In questo scenario, l’Unione Europea si trova di fronte a una sfida cruciale: mantenere la leadership nella transizione ecologica nonostante le tensioni geopolitiche e le divisioni interne. Come sottolineato dal rapporto di Mario Draghi, la crescita economica europea dipende in larga misura dalla decarbonizzazione e dalla digitalizzazione. Tuttavia, se l’UE non saprà presentarsi compatta alla COP29 e proseguire con decisione l’attuazione degli Accordi di Parigi, rischia di lasciare campo libero a strategie politiche che mettono in discussione gli investimenti nella sostenibilità.

Già oggi si assiste a un crescente scetticismo verso le politiche ESG (Environmental, Social and Governance), con grandi asset manager come BlackRock, Vanguard e State Street che riducono la loro esposizione agli investimenti sostenibili. Se questa tendenza dovesse consolidarsi, il settore della finanza verde potrebbe subire un drastico ridimensionamento, mettendo a rischio gli sforzi per un’economia più sostenibile e resiliente.

Il rischio di un aumento della plastica e i dazi sugli imballaggi

Un ulteriore fattore di preoccupazione è rappresentato dall’aumento della produzione di plastica. Con la riduzione delle restrizioni ambientali negli Stati Uniti, grandi aziende come Coca-Cola potrebbero intensificare l’uso di imballaggi in plastica monouso, aggravando la crisi della gestione dei rifiuti a livello globale.

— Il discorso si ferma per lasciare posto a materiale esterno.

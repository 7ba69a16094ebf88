//! Mapping from IR positions to concrete tensor instances.

use smallvec::SmallVec;

use crate::descriptor::IrTensor;

/// Concrete instances bound to one IR position: `start..start + count` in the
/// flattened instance list.
#[derive(Debug, Clone, Copy, PartialEq, Eq, Default)]
pub struct InstanceRange {
    pub start: usize,
    pub count: usize,
}

impl InstanceRange {
    pub fn is_empty(&self) -> bool {
        self.count == 0
    }

    pub fn end(&self) -> usize {
        self.start + self.count
    }

    pub fn iter(&self) -> std::ops::Range<usize> {
        self.start..self.end()
    }
}

/// Instance ranges of every IR position of one direction.
#[derive(Debug, Clone, PartialEq, Eq, Default)]
pub struct InstanceMap {
    ranges: SmallVec<[InstanceRange; 8]>,
}

impl InstanceMap {
    pub fn from_counts(counts: impl IntoIterator<Item = usize>) -> Self {
        let mut start = 0;
        let ranges = counts
            .into_iter()
            .map(|count| {
                let range = InstanceRange { start, count };
                start += count;
                range
            })
            .collect();
        Self { ranges }
    }

    pub fn from_ir(ir: &[IrTensor]) -> Self {
        Self::from_counts(ir.iter().map(IrTensor::count))
    }

    /// Number of IR positions.
    pub fn arity(&self) -> usize {
        self.ranges.len()
    }

    /// Total number of concrete instances.
    pub fn total(&self) -> usize {
        self.ranges.last().map(InstanceRange::end).unwrap_or(0)
    }

    pub fn range(&self, ir: usize) -> Option<InstanceRange> {
        self.ranges.get(ir).copied()
    }

    pub fn ranges(&self) -> &[InstanceRange] {
        &self.ranges
    }

    /// IR position owning flattened instance `instance`.
    pub fn owner(&self, instance: usize) -> Option<usize> {
        self.ranges.iter().position(|range| range.iter().contains(&instance))
    }
}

Nel frattempo, l’Unione Europea sta valutando l’introduzione di nuovi dazi sugli imballaggi non riciclabili, con l’obiettivo di incentivare pratiche più sostenibili. Tuttavia, senza una strategia globale coordinata, queste misure rischiano di essere inefficaci rispetto alla crescente produzione di materiali inquinanti nei mercati meno regolamentati.

Un futuro incerto

Di fronte a queste sfide, diventa essenziale ribadire il valore della sostenibilità come pilastro per lo sviluppo futuro. L’Europa ha l’opportunità di rafforzare il proprio ruolo guida nella transizione ecologica, promuovendo politiche innovative e investimenti strategici. La cooperazione internazionale, nonostante le difficoltà, rimane un elemento chiave per affrontare il cambiamento climatico, evitando di cadere nella trappola di un nuovo isolazionismo politico ed economico.

La COP29 sarà un banco di prova cruciale: se l’Unione Europea saprà mantenere una posizione chiara e determinata, potrà guidare la transizione verso un modello di sviluppo sostenibile. Al contrario, un’Europa divisa e incerta rischia di diventare la principale vittima delle politiche protezionistiche e anti-ambientali promosse dagli Stati Uniti di Trump. La domanda che molti si pongono è chiara: l’Europa saprà essere all’altezza della sfida?